Non possiamo oltre al lato spirituale non riconoscere però il grande investimento prodotto dalla nostra provincia sulla formazione.
In modo particolare l’attuale priore provinciale, padre Daniele Drago, sta spendendo tutte le sue forze principalmente nella vicinanza, cura e crescita umana e spirituale dei giovani impegnati nei diversi gradi della formazione. Con un occhio anche al passato si deve riconoscere a padre Drago l’enorme sforzo fatto nei suoi dieci anni come Maestro degli studenti e quattro come Maestro dei novizi, dove ha prima di tutto cercato di formare frati capaci di tessere relazioni umane e fraterne sane, rendendo consapevoli i formandi che in convento si entra per “imparare ad amare alla maniera di Cristo”, come spesso ama ripetere.
Che profilo hanno i giovani che si avvicinano al discernimento presso di voi? Provengono da esperienze di comunità cristiana o sono “outsider” che vengono da percorsi di recente conversione?
I giovani che in questi anni si sono susseguiti nelle varie tappe formative sono davvero eterogenei. Confermando un fortunato titolo di padre D’Amato, “una religione tutta larga”, coloro che bussano alle porte dei nostri conventi arrivano da diverse esperienze anche di conversione recente (però da almeno 3/5 anni). Non sono migliori o peggiori di altri ragazzi, ma sono così come il mondo li forma, accomunati dal grande bisogno di misericordia che è anche la frase pronunciata all’ inizio del noviziato. Abbiamo ragazzi che si avvicinano dopo le superiori, ragazzi che lasciano che lasciano una carriera universitaria, un lavoro, alcuni in età più adulta che scoprono di non aver mai fatto un vero discernimento.
Cosa “offrite” nel cammino di discernimento? Come si avvicinano a voi i giovani per chiedere di iniziare questo cammino? Insomma: qual è la vostra “pastorale vocazionale”?

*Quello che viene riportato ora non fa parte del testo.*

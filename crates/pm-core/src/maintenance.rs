//! Catalog maintenance: duplicate consolidation and data-quality audit.

use std::collections::{BTreeMap, HashMap};

use pm_common::{Category, IssuePattern, PatternId, PatternStatus, Severity};
use serde::Serialize;
use tracing::info;

use crate::catalog::{CatalogError, PatternStore, PatternUpdate};
use crate::similarity::fingerprint;

/// Patterns seen at least this often should carry a proven solution.
pub const HIGH_FREQUENCY_OCCURRENCES: u32 = 3;

/// One group of same-fingerprint patterns folded into its oldest member.
#[derive(Debug, Clone, PartialEq, Serialize)]
pub struct MergedGroup {
    pub canonical: PatternId,
    pub obsoleted: Vec<PatternId>,
    pub occurrence_count: u32,
    pub severity: Severity,
}

#[derive(Debug, Clone, Default, PartialEq, Serialize)]
pub struct ConsolidationReport {
    pub groups_merged: usize,
    pub patterns_obsoleted: usize,
    pub dry_run: bool,
    pub groups: Vec<MergedGroup>,
}

/// Fold active patterns that share a summary fingerprint into the oldest
/// (lowest id) one. The canonical pattern takes the summed count, the highest
/// severity, the union of proven solutions, and the latest `updated_at` with
/// its `last_seen_work_unit_id`. The rest are marked obsolete, never removed.
pub fn consolidate_duplicates(
    store: &dyn PatternStore,
    dry_run: bool,
) -> Result<ConsolidationReport, CatalogError> {
    let mut groups: BTreeMap<PatternId, Vec<IssuePattern>> = BTreeMap::new();
    let mut canonical_by_key: HashMap<String, PatternId> = HashMap::new();

    let mut active = store.list_active()?;
    active.sort_by_key(|p| p.pattern_id);
    for pattern in active {
        let key = fingerprint(&pattern.issue_summary);
        let canonical = *canonical_by_key.entry(key).or_insert(pattern.pattern_id);
        groups.entry(canonical).or_default().push(pattern);
    }

    let mut report = ConsolidationReport {
        dry_run,
        ..Default::default()
    };

    for (canonical_id, members) in groups {
        if members.len() < 2 {
            continue;
        }
        let merged = merge_group(canonical_id, &members);

        if !dry_run {
            store.update(canonical_id, &merged.update)?;
            for id in &merged.group.obsoleted {
                store.update(
                    *id,
                    &PatternUpdate {
                        status: Some(PatternStatus::Obsolete),
                        ..Default::default()
                    },
                )?;
            }
        }
        info!(
            pattern_id = %canonical_id,
            duplicates = merged.group.obsoleted.len(),
            count = merged.group.occurrence_count,
            dry_run,
            "consolidated duplicate patterns"
        );

        report.groups_merged += 1;
        report.patterns_obsoleted += merged.group.obsoleted.len();
        report.groups.push(merged.group);
    }

    Ok(report)
}

struct Merge {
    group: MergedGroup,
    update: PatternUpdate,
}

fn merge_group(canonical_id: PatternId, members: &[IssuePattern]) -> Merge {
    let occurrence_count = members
        .iter()
        .fold(0u32, |acc, p| acc.saturating_add(p.occurrence_count));
    let severity = members
        .iter()
        .map(|p| p.severity)
        .max_by_key(Severity::rank)
        .unwrap_or(Severity::Low);

    let mut solutions: Vec<String> = Vec::new();
    for solution in members.iter().flat_map(|p| &p.proven_solutions) {
        if !solutions.contains(solution) {
            solutions.push(solution.clone());
        }
    }

    let latest = members.iter().max_by_key(|p| p.updated_at);

    Merge {
        group: MergedGroup {
            canonical: canonical_id,
            obsoleted: members
                .iter()
                .map(|p| p.pattern_id)
                .filter(|id| *id != canonical_id)
                .collect(),
            occurrence_count,
            severity,
        },
        update: PatternUpdate {
            occurrence_count: Some(occurrence_count.max(1)),
            severity: Some(severity),
            proven_solutions: Some(solutions),
            last_seen_work_unit_id: latest.map(|p| p.last_seen_work_unit_id.clone()),
            updated_at: latest.map(|p| p.updated_at),
            ..Default::default()
        },
    }
}

/// Data-quality summary of the catalog.
#[derive(Debug, Clone, Default, PartialEq, Serialize)]
pub struct CatalogAudit {
    pub total: usize,
    pub active: usize,
    pub obsolete: usize,
    pub by_category: BTreeMap<String, usize>,
    pub by_severity: BTreeMap<String, usize>,
    /// Active patterns seen often that still have no proven solution.
    pub missing_solutions: Vec<PatternId>,
}

pub fn audit(patterns: &[IssuePattern]) -> CatalogAudit {
    let mut report = CatalogAudit {
        total: patterns.len(),
        ..Default::default()
    };
    for category in Category::ALL {
        report.by_category.insert(category.to_string(), 0);
    }

    for pattern in patterns {
        if pattern.status.is_active() {
            report.active += 1;
        } else {
            report.obsolete += 1;
        }
        *report
            .by_category
            .entry(pattern.category.to_string())
            .or_default() += 1;
        *report
            .by_severity
            .entry(pattern.severity.to_string())
            .or_default() += 1;

        if pattern.status.is_active()
            && pattern.occurrence_count >= HIGH_FREQUENCY_OCCURRENCES
            && pattern.proven_solutions.is_empty()
        {
            report.missing_solutions.push(pattern.pattern_id);
        }
    }

    report
}

#[cfg(test)]
mod tests {
    use super::*;
    use crate::catalog::MemoryCatalog;
    use chrono::{Duration, TimeZone, Utc};
    use pm_common::Trend;

    fn pattern(n: u32, summary: &str, count: u32, severity: Severity, age: i64) -> IssuePattern {
        let t0 = Utc.with_ymd_and_hms(2026, 8, 1, 0, 0, 0).unwrap();
        IssuePattern {
            pattern_id: PatternId::from_number(n).unwrap(),
            category: Category::Database,
            issue_summary: summary.into(),
            occurrence_count: count,
            first_seen_work_unit_id: format!("wu-{n}"),
            last_seen_work_unit_id: format!("wu-{n}"),
            severity,
            proven_solutions: vec![],
            status: PatternStatus::Active,
            trend: Trend::Stable,
            created_at: t0 - Duration::days(age),
            updated_at: t0 - Duration::days(age),
        }
    }

    fn seeded() -> MemoryCatalog {
        let mut a = pattern(1, "schema drift on ventures table", 2, Severity::Medium, 10);
        a.proven_solutions = vec!["diff schema before migrating".into()];
        let mut c = pattern(3, "Ventures TABLE schema drift on", 3, Severity::High, 2);
        c.proven_solutions = vec![
            "diff schema before migrating".into(),
            "pin migration order".into(),
        ];
        MemoryCatalog::with_patterns(vec![
            a,
            pattern(2, "flaky login test", 4, Severity::Low, 1),
            c,
        ])
        .unwrap()
    }

    #[test]
    fn merges_into_oldest_and_obsoletes_rest() {
        let catalog = seeded();
        let report = consolidate_duplicates(&catalog, false).unwrap();
        assert_eq!(report.groups_merged, 1);
        assert_eq!(report.patterns_obsoleted, 1);

        let canonical = catalog.get(PatternId::first()).unwrap().unwrap();
        assert_eq!(canonical.occurrence_count, 5);
        assert_eq!(canonical.severity, Severity::High);
        assert_eq!(
            canonical.proven_solutions,
            vec!["diff schema before migrating", "pin migration order"]
        );
        assert_eq!(canonical.last_seen_work_unit_id, "wu-3");
        assert_eq!(canonical.issue_summary, "schema drift on ventures table");

        let dup = catalog
            .get(PatternId::from_number(3).unwrap())
            .unwrap()
            .unwrap();
        assert_eq!(dup.status, PatternStatus::Obsolete);
        assert_eq!(catalog.list_all().unwrap().len(), 3);
    }

    #[test]
    fn dry_run_writes_nothing() {
        let catalog = seeded();
        let before = catalog.list_all().unwrap();
        let report = consolidate_duplicates(&catalog, true).unwrap();
        assert!(report.dry_run);
        assert_eq!(report.groups[0].occurrence_count, 5);
        assert_eq!(catalog.list_all().unwrap(), before);
    }

    #[test]
    fn audit_counts_and_flags() {
        let mut patterns = vec![
            pattern(1, "a", 5, Severity::High, 0),
            pattern(2, "b", 1, Severity::Low, 0),
            pattern(3, "c", 7, Severity::High, 0),
        ];
        patterns[2].status = PatternStatus::Obsolete;

        let report = audit(&patterns);
        assert_eq!(report.total, 3);
        assert_eq!(report.active, 2);
        assert_eq!(report.obsolete, 1);
        assert_eq!(report.by_category["database"], 3);
        assert_eq!(report.by_category["security"], 0);
        assert_eq!(report.by_severity["high"], 2);
        assert_eq!(report.missing_solutions, vec![PatternId::first()]);
    }
}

Il segreto, a mio modo di vedere, per fare una buona pastorale vocazione è quello di essere presenti per i giovani e aprire a tutti coloro che si affacciano alle porte dei nostri conventi, ascoltando, accompagnando e guidando alla scoperta della propria vocazione. In ogni convento c’è un frate preposto a questo compito. Inoltre la nostra semplice offerta vocazionale è ad imitazione delle parole pronunciate da Gesù ai discepoli che lo seguivano chiedendo dove abitasse: “venite e vedete”(GV 1, 35-40). Le porte delle nostre case sono aperte a tutti coloro che vogliono scoprire e vivere in prima persona la vita domenicana. Per gli “aspiranti” poi durante il corso dell’anno sono previsti dei ritiri della durata di un weekend nei vari conventi della provincia e per tutti gli under 35, che ci seguono, sono previsti vari “gruppi giovani” nelle diverse realtà domenicane presenti nel territorio.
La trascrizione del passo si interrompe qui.